++++ GIVEN RECORDS ++++
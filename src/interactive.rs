use crate::config::{Config, ReportFormat, TranscriptSourceKind};
use crate::video::extract_video_id;
use console::style;
use dialoguer::{Confirm, Input, Select};
use std::fs;

pub struct InteractiveResult {
    pub url: String,
    pub source: TranscriptSourceKind,
    pub format: ReportFormat,
    pub config: Config,
}

pub fn run_interactive_wizard() -> anyhow::Result<InteractiveResult> {
    print_header();

    // Step 1: Check/Setup API token
    let mut config = setup_api_token()?;

    // Step 2: Video URL
    let (url, video_id) = prompt_video_url()?;

    // Step 3: Transcript source
    let source = select_source(config.default_source)?;
    if source == TranscriptSourceKind::Audio && config.openai_api_key.is_none() {
        let key: String = Input::new()
            .with_prompt("Enter your OpenAI API key (for Whisper)")
            .interact_text()?;
        if key.trim().is_empty() {
            anyhow::bail!("OpenAI API key is required for the audio source");
        }
        config.openai_api_key = Some(key.trim().to_string());
    }

    // Step 4: Report format
    let format = select_report_format(config.default_format)?;

    // Step 5: Confirm
    print_summary(&video_id, source, format);

    if !Confirm::new()
        .with_prompt("Proceed with these settings?")
        .default(true)
        .interact()?
    {
        anyhow::bail!("Cancelled by user");
    }

    println!();

    Ok(InteractiveResult {
        url,
        source,
        format,
        config,
    })
}

fn print_header() {
    println!();
    println!(
        "{}",
        style("╔═══════════════════════════════════════════════════╗").cyan()
    );
    println!(
        "{}",
        style("║        asktube - YouTube Video Summarizer         ║").cyan()
    );
    println!(
        "{}",
        style("╚═══════════════════════════════════════════════════╝").cyan()
    );
    println!();
}

fn setup_api_token() -> anyhow::Result<Config> {
    let mut config = Config::load().unwrap_or_default();

    if config.hf_api_token.is_some() {
        println!("{} Hugging Face token configured", style("✓").green());
        return Ok(config);
    }

    println!("{} Hugging Face token not found", style("!").yellow());
    println!("  Create one at: https://huggingface.co/settings/tokens\n");

    let token: String = Input::new()
        .with_prompt("Enter your Hugging Face token")
        .interact_text()?;

    if token.trim().is_empty() {
        anyhow::bail!("Hugging Face token is required");
    }

    config.hf_api_token = Some(token.trim().to_string());

    // Offer to save
    if Confirm::new()
        .with_prompt("Save token to config file?")
        .default(true)
        .interact()?
    {
        save_config(&config)?;
        println!("{} Token saved to config\n", style("✓").green());
    }

    Ok(config)
}

fn save_config(config: &Config) -> anyhow::Result<()> {
    if let Some(config_dir) = dirs::config_dir() {
        let asktube_dir = config_dir.join("asktube");
        fs::create_dir_all(&asktube_dir)?;

        let config_path = asktube_dir.join("config.toml");
        let toml_content = toml::to_string_pretty(config)?;
        fs::write(config_path, toml_content)?;
    }
    Ok(())
}

fn prompt_video_url() -> anyhow::Result<(String, String)> {
    let url: String = Input::new()
        .with_prompt("Paste a YouTube URL")
        .validate_with(|input: &String| -> Result<(), String> {
            extract_video_id(input).map(|_| ()).map_err(|e| e.to_string())
        })
        .interact_text()?;

    let video_id = extract_video_id(&url)?;
    Ok((url, video_id))
}

fn select_source(default: TranscriptSourceKind) -> anyhow::Result<TranscriptSourceKind> {
    let sources = [
        ("Captions", "Published or auto-generated captions (fast)", TranscriptSourceKind::Captions),
        ("Audio", "Download audio and run Whisper (needs yt-dlp)", TranscriptSourceKind::Audio),
        ("File", "Read <video_id>.txt from the current directory", TranscriptSourceKind::File),
    ];

    let items: Vec<String> = sources
        .iter()
        .map(|(name, desc, _)| format!("{} - {}", name, desc))
        .collect();
    let default_idx = sources.iter().position(|s| s.2 == default).unwrap_or(0);

    let selection = Select::new()
        .with_prompt("Select transcript source")
        .items(&items)
        .default(default_idx)
        .interact()?;

    Ok(sources[selection].2)
}

fn select_report_format(default: ReportFormat) -> anyhow::Result<ReportFormat> {
    let formats = [
        ("Markdown", "Transcript, summary and bullet points", ReportFormat::Markdown),
        ("Text", "Plain terminal output", ReportFormat::Text),
        ("JSON", "Programmatic access", ReportFormat::Json),
    ];

    let items: Vec<String> = formats
        .iter()
        .map(|(name, desc, _)| format!("{} - {}", name, desc))
        .collect();
    let default_idx = formats.iter().position(|f| f.2 == default).unwrap_or(0);

    let selection = Select::new()
        .with_prompt("Select report format")
        .items(&items)
        .default(default_idx)
        .interact()?;

    Ok(formats[selection].2)
}

fn print_summary(video_id: &str, source: TranscriptSourceKind, format: ReportFormat) {
    println!("\n{}", style("═══ Summary ═══").bold());
    println!("  Video:     {}", style(video_id).cyan());
    println!("  Source:    {}", source);
    println!("  Report:    {}", format);
    println!("  PDF:       {}", style(crate::pipeline::pdf_file_name(video_id)).cyan());
    println!();
}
++++
> INSTRUCTIONS FOR THE TASK:
Please reproduce all of the entries exactly as they stand.

> SOLUTION FOR THIS PROBLEM:
filename src/interactive.rs
use crate::config::{Config, ReportFormat, TranscriptSourceKind};
use crate::video::extract_video_id;
use console::style;
use dialoguer::{Confirm, Input, Select};
use std::fs;

pub struct InteractiveResult {
    pub url: String,
    pub source: TranscriptSourceKind,
    pub format: ReportFormat,
    pub config: Config,
}

pub fn run_interactive_wizard() -> anyhow::Result<InteractiveResult> {
    print_header();

    // Step 1: Check/Setup API token
    let mut config = setup_api_token()?;

    // Step 2: Video URL
    let (url, video_id) = prompt_video_url()?;

    // Step 3: Transcript source
    let source = select_source(config.default_source)?;
    if source == TranscriptSourceKind::Audio && config.openai_api_key.is_none() {
        let key: String = Input::new()
            .with_prompt("Enter your OpenAI API key (for Whisper)")
            .interact_text()?;
        if key.trim().is_empty() {
            anyhow::bail!("OpenAI API key is required for the audio source");
        }
        config.openai_api_key = Some(key.trim().to_string());
    }

    // Step 4: Report format
    let format = select_report_format(config.default_format)?;

    // Step 5: Confirm
    print_summary(&video_id, source, format);

    if !Confirm::new()
        .with_prompt("Proceed with these settings?")
        .default(true)
        .interact()?
    {
        anyhow::bail!("Cancelled by user");
    }

    println!();

    Ok(InteractiveResult {
        url,
        source,
        format,
        config,
    })
}

fn print_header() {
    println!();
    println!(
        "{}",
        style("╔═══════════════════════════════════════════════════╗").cyan()
    );
    println!(
        "{}",
        style("║        asktube - YouTube Video Summarizer         ║").cyan()
    );
    println!(
        "{}",
        style("╚═══════════════════════════════════════════════════╝").cyan()
    );
    println!();
}

fn setup_api_token() -> anyhow::Result<Config> {
    let mut config = Config::load().unwrap_or_default();

    if config.hf_api_token.is_some() {
        println!("{} Hugging Face token configured", style("✓").green());
        return Ok(config);
    }

    println!("{} Hugging Face token not found", style("!").yellow());
    println!("  Create one at: https://huggingface.co/settings/tokens\n");

    let token: String = Input::new()
        .with_prompt("Enter your Hugging Face token")
        .interact_text()?;

    if token.trim().is_empty() {
        anyhow::bail!("Hugging Face token is required");
    }

    config.hf_api_token = Some(token.trim().to_string());

    // Offer to save
    if Confirm::new()
        .with_prompt("Save token to config file?")
        .default(true)
        .interact()?
    {
        save_config(&config)?;
        println!("{} Token saved to config\n", style("✓").green());
    }

    Ok(config)
}

fn save_config(config: &Config) -> anyhow::Result<()> {
    if let Some(config_dir) = dirs::config_dir() {
        let asktube_dir = config_dir.join("asktube");
        fs::create_dir_all(&asktube_dir)?;

        let config_path = asktube_dir.join("config.toml");
        let toml_content = toml::to_string_pretty(config)?;
        fs::write(config_path, toml_content)?;
    }
    Ok(())
}

fn prompt_video_url() -> anyhow::Result<(String, String)> {
    let url: String = Input::new()
        .with_prompt("Paste a YouTube URL")
        .validate_with(|input: &String| -> Result<(), String> {
            extract_video_id(input).map(|_| ()).map_err(|e| e.to_string())
        })
        .interact_text()?;

    let video_id = extract_video_id(&url)?;
    Ok((url, video_id))
}

fn select_source(default: TranscriptSourceKind) -> anyhow::Result<TranscriptSourceKind> {
    let sources = [
        ("Captions", "Published or auto-generated captions (fast)", TranscriptSourceKind::Captions),
        ("Audio", "Download audio and run Whisper (needs yt-dlp)", TranscriptSourceKind::Audio),
        ("File", "Read <video_id>.txt from the current directory", TranscriptSourceKind::File),
    ];

    let items: Vec<String> = sources
        .iter()
        .map(|(name, desc, _)| format!("{} - {}", name, desc))
        .collect();
    let default_idx = sources.iter().position(|s| s.2 == default).unwrap_or(0);

    let selection = Select::new()
        .with_prompt("Select transcript source")
        .items(&items)
        .default(default_idx)
        .interact()?;

    Ok(sources[selection].2)
}

fn select_report_format(default: ReportFormat) -> anyhow::Result<ReportFormat> {
    let formats = [
        ("Markdown", "Transcript, summary and bullet points", ReportFormat::Markdown),
        ("Text", "Plain terminal output", ReportFormat::Text),
        ("JSON", "Programmatic access", ReportFormat::Json),
    ];

    let items: Vec<String> = formats
        .iter()
        .map(|(name, desc, _)| format!("{} - {}", name, desc))
        .collect();
    let default_idx = formats.iter().position(|f| f.2 == default).unwrap_or(0);

    let selection = Select::new()
        .with_prompt("Select report format")
        .items(&items)
        .default(default_idx)
        .interact()?;

    Ok(formats[selection].2)
}

fn print_summary(video_id: &str, source: TranscriptSourceKind, format: ReportFormat) {
    println!("\n{}", style("═══ Summary ═══").bold());
    println!("  Video:     {}", style(video_id).cyan());
    println!("  Source:    {}", source);
    println!("  Report:    {}", format);
    println!("  PDF:       {}", style(crate::pipeline::pdf_file_name(video_id)).cyan());
    println!();
}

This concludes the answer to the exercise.